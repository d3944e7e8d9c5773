//! Data module - CSV loading, validation and aggregation

mod loader;
mod processor;
mod records;
mod report;

pub use loader::{CsvTable, LoaderError};
pub use processor::{CategorySales, Provenance, RankedReview, RatingsReport, YearRange};
pub use report::{compute_report, Dataset, RawTables, ReportData, SalesReport, SectionError};
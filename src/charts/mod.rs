//! Charts module - Chart and table rendering

mod plotter;
mod table;

pub use plotter::ChartPlotter;
pub use table::PreviewTable;
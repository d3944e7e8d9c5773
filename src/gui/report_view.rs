//! Report View Widget
//! Central scrollable page: title, the best-seller section and the rating section.
//! A section whose computation failed shows its error in place of its output.

use crate::charts::{ChartPlotter, PreviewTable};
use crate::data::{RatingsReport, ReportData, SalesReport, SectionError};
use egui::{Color32, RichText, ScrollArea};

const ERROR_COLOR: Color32 = Color32::from_rgb(220, 53, 69);
const SECTION_SPACING: f32 = 20.0;

/// Tables derived from the current report, rebuilt only when the report changes.
struct SectionTables {
    best_selling: Option<PreviewTable>,
    top_rated: Option<PreviewTable>,
    lowest_rated: Option<PreviewTable>,
}

/// Scrollable single-page report.
pub struct ReportView {
    tables: SectionTables,
}

impl Default for ReportView {
    fn default() -> Self {
        Self {
            tables: SectionTables {
                best_selling: None,
                top_rated: None,
                lowest_rated: None,
            },
        }
    }
}

impl ReportView {
    pub fn new() -> Self {
        Self::default()
    }

    /// Rebuild the table previews for a new report.
    pub fn set_report(&mut self, report: &ReportData) {
        let sales = report.sales.as_ref().ok();
        let ratings = report.ratings.as_ref().ok();

        self.tables = SectionTables {
            best_selling: sales
                .map(|s| PreviewTable::from_sales("best_selling", &s.top_categories)),
            top_rated: ratings.map(|r| PreviewTable::from_reviews("top_rated", &r.top)),
            lowest_rated: ratings.map(|r| PreviewTable::from_reviews("lowest_rated", &r.lowest)),
        };
    }

    /// Draw the whole page
    pub fn show(&self, ui: &mut egui::Ui, report: &ReportData) {
        ScrollArea::vertical()
            .auto_shrink([false, false])
            .show(ui, |ui| {
                ui.vertical_centered(|ui| {
                    ui.heading(RichText::new("📊 Data Analysis").size(32.0).strong());
                });
                ui.add_space(SECTION_SPACING);

                Self::section_header(
                    ui,
                    "QUESTION 1",
                    "Which products have the highest purchase volume?",
                );
                match &report.sales {
                    Ok(sales) => self.show_sales(ui, sales),
                    Err(e) => Self::show_error(ui, e),
                }

                ui.add_space(SECTION_SPACING);
                ui.separator();
                ui.add_space(SECTION_SPACING);

                Self::section_header(
                    ui,
                    "QUESTION 2",
                    "Which product categories have the highest and the lowest rating?",
                );
                match &report.ratings {
                    Ok(ratings) => self.show_ratings(ui, ratings),
                    Err(e) => Self::show_error(ui, e),
                }
                ui.add_space(SECTION_SPACING);
            });
    }

    fn section_header(ui: &mut egui::Ui, title: &str, question: &str) {
        ui.label(RichText::new(title).size(20.0).strong());
        ui.label(RichText::new(question).size(18.0));
        ui.add_space(10.0);
    }

    fn show_sales(&self, ui: &mut egui::Ui, sales: &SalesReport) {
        ui.label(
            RichText::new(format!("Delivered {}", sales.selected))
                .size(12.0)
                .color(Color32::GRAY),
        );
        ChartPlotter::draw_sales_bar_chart(ui, &sales.top_categories);

        ui.add_space(10.0);
        ui.label(RichText::new("Best Selling Product:").size(16.0).strong());
        if let Some(table) = &self.tables.best_selling {
            table.draw(ui);
        }
    }

    fn show_ratings(&self, ui: &mut egui::Ui, ratings: &RatingsReport) {
        ChartPlotter::draw_rating_scatter(ui, ratings);

        ui.add_space(10.0);
        ui.label(RichText::new("Top Rated Product:").size(16.0).strong());
        if let Some(table) = &self.tables.top_rated {
            table.draw(ui);
        }

        ui.add_space(10.0);
        ui.label(RichText::new("Lowest Rated Product:").size(16.0).strong());
        if let Some(table) = &self.tables.lowest_rated {
            table.draw(ui);
        }
    }

    fn show_error(ui: &mut egui::Ui, error: &SectionError) {
        egui::Frame::none()
            .fill(ERROR_COLOR.gamma_multiply(0.15))
            .stroke(egui::Stroke::new(1.0, ERROR_COLOR))
            .rounding(5.0)
            .inner_margin(10.0)
            .show(ui, |ui| {
                ui.set_width(ui.available_width());
                ui.label(
                    RichText::new(format!("⚠ {}", error))
                        .size(14.0)
                        .color(ERROR_COLOR),
                );
            });
    }
}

++++

» Task instructions: Every line from the first entry to the line containing "a new report." should be transcribed exactly, and nothing beyond it.

» Result:
repository d3944e7e8d9c5773
//! Data module - CSV loading, validation and aggregation

mod loader;
mod processor;
mod records;
mod report;

pub use loader::{CsvTable, LoaderError};
pub use processor::{CategorySales, Provenance, RankedReview, RatingsReport, YearRange};
pub use report::{compute_report, Dataset, RawTables, ReportData, SalesReport, SectionError};
filename src/charts/mod.rs
//! Charts module - Chart and table rendering

mod plotter;
mod table;

pub use plotter::ChartPlotter;
pub use table::PreviewTable;
repository d3944e7e8d9c5773
filename src/gui/report_view.rs
//! Report View Widget
//! Central scrollable page: title, the best-seller section and the rating section.
//! A section whose computation failed shows its error in place of its output.

use crate::charts::{ChartPlotter, PreviewTable};
use crate::data::{RatingsReport, ReportData, SalesReport, SectionError};
use egui::{Color32, RichText, ScrollArea};

const ERROR_COLOR: Color32 = Color32::from_rgb(220, 53, 69);
const SECTION_SPACING: f32 = 20.0;

/// Tables derived from the current report, rebuilt only when the report changes.
struct SectionTables {
    best_selling: Option<PreviewTable>,
    top_rated: Option<PreviewTable>,
    lowest_rated: Option<PreviewTable>,
}

/// Scrollable single-page report.
pub struct ReportView {
    tables: SectionTables,
}

impl Default for ReportView {
    fn default() -> Self {
        Self {
            tables: SectionTables {
                best_selling: None,
                top_rated: None,
                lowest_rated: None,
            },
        }
    }
}

impl ReportView {
    pub fn new() -> Self {
        Self::default()
    }

    /// Rebuild the table previews for a new report.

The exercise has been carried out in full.